第34章 観測
翌日の夜、狭いアジトはいつになく人の気配で満ちていた。久賀はソファを我が物顔で占領し、佳澄は物珍しげに機材をのぞき込み、結は隅でちょこんと膝を抱えている。そこへ勤務を終えた岬が顔を出して、ようやく全員の顔がそろった。
楓は一同に——とりわけ、まだ何も知らない岬へ向けて、ゆうべのことを手短に伝えた。結の奥に誰かの記録が眠っていると佳澄が感じ取ったこと、そしてアールがもたらした鬼島啓司という名前のこと。
鬼島の名を聞いた瞬間、岬の眉がわずかに動いた。観察に長けたこの男にしては珍しく、隠しきれない反応だった。
「……あの人が」
短い呟きの底に、何か重いものが沈んでいる。鬼島が何を知り、どこまで関わっているのか——それを確かめるのは、これからだ。
テーブルの中央には、久賀が財閥のアーカイブから掘り起こしてきた古い文書が広げられていた。財閥側が握っていた予備検査の名簿で、紙はすっかり黄ばんでいる。四人で手分けし、コードと評価項目を照らし合わせていく。「記憶統合適性」「精神分離抵抗値」——人の子を部品の規格のように測った数値の羅列で、評価のあとには決まって、処理済、中止、死亡、と短い一語が添えられていた。
ふと、向かいの久賀の手が止まった。名簿の隅をしばらく見つめ、それから何事もなかったように頁を閉じる。飄々とした横顔はそのままだったが、頁にかけた指先だけが、わずかに強張っていた。
(……今のは)
問いかけても、はぐらかされる気がして、楓は黙って胸にしまった。
代わりに、アールの声が落ちる。
『該当を確認しました。——LF-07、緒方楓。評価、適合保留・継続観測』
自分の名を聞いた瞬間、楓の息が浅くなった。
「……私も、観測対象だったの」
『記録上はそうなります。あなたは“感情抑制傾向・高耐性”と評価され、施設に入れられることなく、野放しのまま観察される対象とされていました。そして——LF-11、緒方澪。本選抜。姉であるあなたの“代わり”として、評価枠に組み込まれた形跡があります』
部屋がしんと凍りついた。楓の指が、名簿の縁を握りしめる。
「澪は……私の、代わりだったの」
私が“扱いにくい”と判じられて野放しにされたから、その代わりに、よく笑うあの子が選ばれた。

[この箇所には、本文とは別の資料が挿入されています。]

//! Sidecar file metadata.
//!
//! Each logical file directory carries a `.meta` entry: a JSON record that
//! is read through the cache and rewritten atomically (fresh temp file,
//! then rename) so readers never observe a partial record. A sidecar that
//! fails to decode degrades to empty metadata.

use std::path::Path;
use std::time::Duration;

use anyhow::Context;
use rand::Rng;
use rand::distributions::Alphanumeric;
use serde::{Deserialize, Serialize};
use tokio::fs;
use tracing::{debug, warn};

use super::{
    FILE_APPEND, FILE_META_CACHE_PREFIX, META_APPEND, Storage, StorageError,
};
use crate::cache::CacheValue;

/// Maximum rename attempts when replacing `.meta` or promoting a payload.
const RENAME_MAX_ATTEMPTS: u32 = 100;

/// Base sleep between rename attempts; grows linearly per attempt, so a
/// full retry run is bounded by roughly five seconds.
const RENAME_RETRY_STEP: Duration = Duration::from_millis(1);

/// Content digests of a payload; empty until background hashing finishes.
#[derive(Debug, Clone, Default, PartialEq, Eq, Serialize, Deserialize)]
pub struct FileHash {
    #[serde(default)]
    pub sha1: String,
    #[serde(default)]
    pub sha256: String,
    #[serde(default)]
    pub md5: String,
}

/// The sidecar metadata record.
#[derive(Debug, Clone, Default, PartialEq, Eq, Serialize, Deserialize)]
#[serde(rename_all = "camelCase", default)]
pub struct FileMeta {
    /// Base-relative path of the logical file.
    pub relative_path: String,
    /// Basename of the relative path.
    pub file_name: String,
    /// Sniffed MIME type.
    pub mime_type: String,
    /// Upload completion time, unix seconds.
    pub uploaded_at: i64,
    /// Content digests.
    pub hash: FileHash,
}

/// Derived file information; never stored.
#[derive(Debug, Clone, Serialize)]
#[serde(rename_all = "camelCase")]
pub struct FileInfo {
    /// Path of the payload; rewritten to the relative path when served.
    pub file_path: String,
    pub file_size: i64,
    /// Payload mtime, unix seconds.
    pub last_modified: i64,
    pub file_meta: FileMeta,
}

impl FileInfo {
    /// Whether the payload is an image, judged by its stored MIME type.
    pub fn is_image(&self) -> bool {
        self.file_meta.mime_type.starts_with("image/")
    }
}

impl Storage {
    /// Read the metadata sidecar for a logical file directory.
    ///
    /// Read-through cached; decode errors degrade to empty metadata and the
    /// cache is repopulated asynchronously in both cases.
    pub async fn get_file_meta(&self, fs_path: &Path) -> FileMeta {
        let meta_path = fs_path.join(META_APPEND);
        let cache_key = format!("{FILE_META_CACHE_PREFIX}{}", meta_path.display());

        if let Ok(cached) = self.cache.get_string(&cache_key) {
            match serde_json::from_str(&cached) {
                Ok(meta) => return meta,
                Err(e) => warn!(error = %e, "failed to decode cached file metadata"),
            }
        }

        let meta = match fs::read(&meta_path).await {
            Ok(bytes) => serde_json::from_slice(&bytes).unwrap_or_else(|e| {
                warn!(error = %e, path = %meta_path.display(), "failed to decode meta sidecar");
                FileMeta::default()
            }),
            Err(_) => FileMeta::default(),
        };

        self.cache_file_meta(&cache_key, &meta);
        meta
    }

    /// Merge `patch` over the current metadata and atomically replace the
    /// sidecar. Empty patch fields keep their prior values, so a non-empty
    /// hash is never overwritten by an empty one.
    pub async fn update_file_meta(
        &self,
        fs_path: &Path,
        mut patch: FileMeta,
    ) -> Result<(), StorageError> {
        let old = self.get_file_meta(fs_path).await;

        if patch.relative_path.is_empty() {
            patch.relative_path = old.relative_path;
        }
        if patch.file_name.is_empty() {
            patch.file_name = old.file_name;
        }
        if patch.mime_type.is_empty() {
            patch.mime_type = old.mime_type;
        }
        if patch.uploaded_at == 0 {
            patch.uploaded_at = old.uploaded_at;
        }
        if patch.hash.sha1.is_empty() {
            patch.hash.sha1 = old.hash.sha1;
        }
        if patch.hash.sha256.is_empty() {
            patch.hash.sha256 = old.hash.sha256;
        }
        if patch.hash.md5.is_empty() {
            patch.hash.md5 = old.hash.md5;
        }

        let encoded =
            serde_json::to_vec(&patch).context("failed to encode file metadata")?;

        let tmp_path = fs_path.join(format!("tmp-meta-{}", random_suffix()));
        fs::write(&tmp_path, &encoded).await?;

        let meta_path = fs_path.join(META_APPEND);
        if let Err(e) = retry_rename(&tmp_path, &meta_path).await {
            let _ = fs::remove_file(&tmp_path).await;
            return Err(e.into());
        }

        let cache_key = format!("{FILE_META_CACHE_PREFIX}{}", meta_path.display());
        self.cache_file_meta(&cache_key, &patch);

        Ok(())
    }

    /// Delete a logical file: remove its whole directory.
    pub async fn delete_file(&self, fs_path: &Path) -> Result<(), StorageError> {
        if fs::metadata(fs_path).await.is_err() {
            return Err(StorageError::NotFound);
        }
        fs::remove_dir_all(fs_path).await?;

        let meta_path = fs_path.join(META_APPEND);
        self.cache
            .del(&format!("{FILE_META_CACHE_PREFIX}{}", meta_path.display()));
        Ok(())
    }

    /// Whether a logical file exists, judged by its payload entry.
    pub async fn file_exists(&self, fs_path: &Path) -> bool {
        fs::metadata(fs_path.join(FILE_APPEND)).await.is_ok()
    }

    /// Stat the payload and combine it with the sidecar metadata.
    pub async fn get_file_info(&self, fs_path: &Path) -> Result<FileInfo, StorageError> {
        let file_path = fs_path.join(FILE_APPEND);
        let stat = fs::metadata(&file_path)
            .await
            .map_err(|_| StorageError::NotFound)?;

        let last_modified = stat
            .modified()
            .ok()
            .and_then(|t| t.duration_since(std::time::UNIX_EPOCH).ok())
            .map(|d| d.as_secs() as i64)
            .unwrap_or(0);

        let file_meta = self.get_file_meta(fs_path).await;

        Ok(FileInfo {
            file_path: file_path.display().to_string(),
            file_size: stat.len() as i64,
            last_modified,
            file_meta,
        })
    }

    /// Open the payload for reading.
    pub async fn file_reader(&self, fs_path: &Path) -> Result<fs::File, StorageError> {
        fs::File::open(fs_path.join(FILE_APPEND))
            .await
            .map_err(|e| match e.kind() {
                std::io::ErrorKind::NotFound => StorageError::NotFound,
                _ => StorageError::Io(e),
            })
    }

    /// Repopulate the metadata cache off the request path.
    fn cache_file_meta(&self, cache_key: &str, meta: &FileMeta) {
        match serde_json::to_string(meta) {
            Ok(json) => {
                let cache = self.cache.clone();
                let key = cache_key.to_string();
                tokio::spawn(async move {
                    cache.set(&key, CacheValue::Str(json));
                });
            }
            Err(e) => warn!(error = %e, "failed to encode file metadata for cache"),
        }
    }
}

/// Rename with bounded retry to tolerate transient sharing violations on
/// filesystems where rename-over is not atomic.
pub(super) async fn retry_rename(from: &Path, to: &Path) -> std::io::Result<()> {
    let mut last_err = None;
    for attempt in 1..=RENAME_MAX_ATTEMPTS {
        match fs::rename(from, to).await {
            Ok(()) => return Ok(()),
            Err(e) => last_err = Some(e),
        }
        if attempt < RENAME_MAX_ATTEMPTS {
            debug!(
                from = %from.display(),
                to = %to.display(),
                attempt,
                "rename failed, retrying"
            );
            tokio::time::sleep(RENAME_RETRY_STEP * attempt).await;
        }
    }
    // Retries exhausted; attempts guarantee at least one error was seen.
    Err(last_err.unwrap_or_else(|| std::io::Error::other("rename failed")))
}

/// Ten random alphanumeric characters for transient sidecar names.
fn random_suffix() -> String {
    rand::thread_rng()
        .sample_iter(&Alphanumeric)
        .take(10)
        .map(char::from)
        .collect()
}

#[cfg(test)]
// Tests are allowed to use unwrap/expect freely.
#[allow(clippy::unwrap_used, clippy::expect_used)]
mod tests {
    use std::sync::Arc;

    use super::*;
    use crate::cache::MemoryCache;

    fn test_storage(dir: &Path) -> Storage {
        Storage::new(
            dir.join("data"),
            dir.join("upload"),
            true,
            Arc::new(MemoryCache::new(100, 60)),
        )
    }

    async fn prepared(dir: &Path) -> (Storage, std::path::PathBuf) {
        let storage = test_storage(dir);
        let fs_path = storage.relative_to_fs("a/b.txt");
        fs::create_dir_all(&fs_path).await.unwrap();
        fs::write(fs_path.join(FILE_APPEND), b"payload").await.unwrap();
        (storage, fs_path)
    }

    #[tokio::test]
    async fn missing_sidecar_reads_as_empty_meta() {
        let dir = tempfile::tempdir().unwrap();
        let (storage, fs_path) = prepared(dir.path()).await;

        assert_eq!(storage.get_file_meta(&fs_path).await, FileMeta::default());
    }

    #[tokio::test]
    async fn corrupt_sidecar_reads_as_empty_meta() {
        let dir = tempfile::tempdir().unwrap();
        let (storage, fs_path) = prepared(dir.path()).await;
        fs::write(fs_path.join(META_APPEND), b"{not json")
            .await
            .unwrap();

        assert_eq!(storage.get_file_meta(&fs_path).await, FileMeta::default());
    }

    #[tokio::test]
    async fn update_then_read_roundtrip() {
        let dir = tempfile::tempdir().unwrap();
        let (storage, fs_path) = prepared(dir.path()).await;

        storage
            .update_file_meta(
                &fs_path,
                FileMeta {
                    relative_path: "a/b.txt".into(),
                    file_name: "b.txt".into(),
                    mime_type: "text/plain".into(),
                    uploaded_at: 1700000000,
                    hash: FileHash::default(),
                },
            )
            .await
            .unwrap();

        let meta = storage.get_file_meta(&fs_path).await;
        assert_eq!(meta.relative_path, "a/b.txt");
        assert_eq!(meta.mime_type, "text/plain");
        assert_eq!(meta.uploaded_at, 1700000000);
    }

    #[tokio::test]
    async fn partial_update_preserves_other_fields() {
        let dir = tempfile::tempdir().unwrap();
        let (storage, fs_path) = prepared(dir.path()).await;

        storage
            .update_file_meta(
                &fs_path,
                FileMeta {
                    relative_path: "a/b.txt".into(),
                    file_name: "b.txt".into(),
                    mime_type: "text/plain".into(),
                    uploaded_at: 100,
                    hash: FileHash {
                        sha1: "aa".into(),
                        sha256: "bb".into(),
                        md5: "cc".into(),
                    },
                },
            )
            .await
            .unwrap();

        // A patch touching only the mime type keeps everything else,
        // including the non-empty hashes.
        storage
            .update_file_meta(
                &fs_path,
                FileMeta {
                    mime_type: "application/json".into(),
                    ..FileMeta::default()
                },
            )
            .await
            .unwrap();

        let meta = storage.get_file_meta(&fs_path).await;
        assert_eq!(meta.mime_type, "application/json");
        assert_eq!(meta.relative_path, "a/b.txt");
        assert_eq!(meta.uploaded_at, 100);
        assert_eq!(meta.hash.sha1, "aa");
        assert_eq!(meta.hash.md5, "cc");
    }

    #[tokio::test]
    async fn update_leaves_no_temp_files_behind() {
        let dir = tempfile::tempdir().unwrap();
        let (storage, fs_path) = prepared(dir.path()).await;

        storage
            .update_file_meta(
                &fs_path,
                FileMeta {
                    mime_type: "text/plain".into(),
                    ..FileMeta::default()
                },
            )
            .await
            .unwrap();

        let mut entries = fs::read_dir(&fs_path).await.unwrap();
        while let Some(entry) = entries.next_entry().await.unwrap() {
            let name = entry.file_name().to_string_lossy().to_string();
            assert!(
                !name.starts_with("tmp-meta-"),
                "leftover temp sidecar: {name}"
            );
        }
    }

    #[tokio::test]
    async fn delete_file_removes_directory() {
        let dir = tempfile::tempdir().unwrap();
        let (storage, fs_path) = prepared(dir.path()).await;

        assert!(storage.file_exists(&fs_path).await);
        storage.delete_file(&fs_path).await.unwrap();
        assert!(!storage.file_exists(&fs_path).await);
        assert!(fs::metadata(&fs_path).await.is_err());

        assert!(matches!(
            storage.delete_file(&fs_path).await,
            Err(StorageError::NotFound)
        ));
    }

    #[tokio::test]
    async fn file_info_reports_size_and_meta() {
        let dir = tempfile::tempdir().unwrap();
        let (storage, fs_path) = prepared(dir.path()).await;
        storage
            .update_file_meta(
                &fs_path,
                FileMeta {
                    file_name: "b.txt".into(),
                    mime_type: "image/png".into(),
                    ..FileMeta::default()
                },
            )
            .await
            .unwrap();

        let info = storage.get_file_info(&fs_path).await.unwrap();
        assert_eq!(info.file_size, 7);
        assert!(info.last_modified > 0);
        assert!(info.is_image());

        let missing = storage.relative_to_fs("missing");
        assert!(matches!(
            storage.get_file_info(&missing).await,
            Err(StorageError::NotFound)
        ));
    }
}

白い部屋へ連れていかれて、二度と帰ってこなかった。守るべきだった姉の、私のせいで。
「君のせいじゃない」
岬の声は低く、まっすぐだった。
「選んだ側の罪だ。子どもに選択肢なんて、あるわけがない」
楓は首を振っただけで、何も言えなかった。十年以上も自分を責め続けた癖は、そう簡単には抜けてくれない。重い沈黙が、部屋に降りる。
それを破ったのは、意外にも久賀だった。
「——よし、やめだ、やめ」
ぱん、と手を打って立ち上がる。
「こんな辛気くさい顔で名簿とにらめっこしてたって、澪は喜ばない。きみらは根を詰めすぎなんだよ。たまには、息抜きも必要だ」
「久賀さん、今は——」
「結を見ろよ」
言われて、楓は隅にちょこんと座る結を見た。事情も分からないまま、それでも大人たちの暗い顔をうかがって、不安げに身を縮めている。この子は目覚めてからずっと、薄暗い部屋と、重たい話しか知らない。
「あの子、生まれ直したばかりなんだろ。なら、一日くらい、ただ楽しいだけの日があったっていい。——なあ結、明日、どこか行きたいところはあるか?」
結は、おずおずと顔を上げた。
「……えっと、あの。前に、テレビで……大きな観覧車のある場所を、見て」
消え入りそうな声で、それでも結ははっきりと続けた。
「あそこに、行ってみたい……です」
佳澄が、ぱっと顔を輝かせる。
「遊園地! いいですねぇ、行きましょうよぉ。私、絶叫系、得意なんですぅ」
楓は迷った。怪盗エルとして追われる身で、のんきに出歩いていいものか。けれど、結のあの遠慮がちな“行きたい”を、無下にはできなかった。
「……アール。明日、人混みに紛れて動けるルートはある?」
『監視カメラの死角と巡回の隙を割り出します。各位の端末に、最適な順路を送っておきましょう。——たまには、よろしいのでは。私も、外の景色は嫌いではありません』
その答えに、結の顔がぱっとほころんだ。岬は小さく息をつき、それから「俺も、非番にしておく」とだけ言う。
久賀が満足げに笑った。
「決まりだ。明日は全員で、遊園地。——番犬も、たまには鎖を外せよ」
くだらない、と思いながら、楓は久しぶりに、ほんの少しだけ口元をゆるめていた。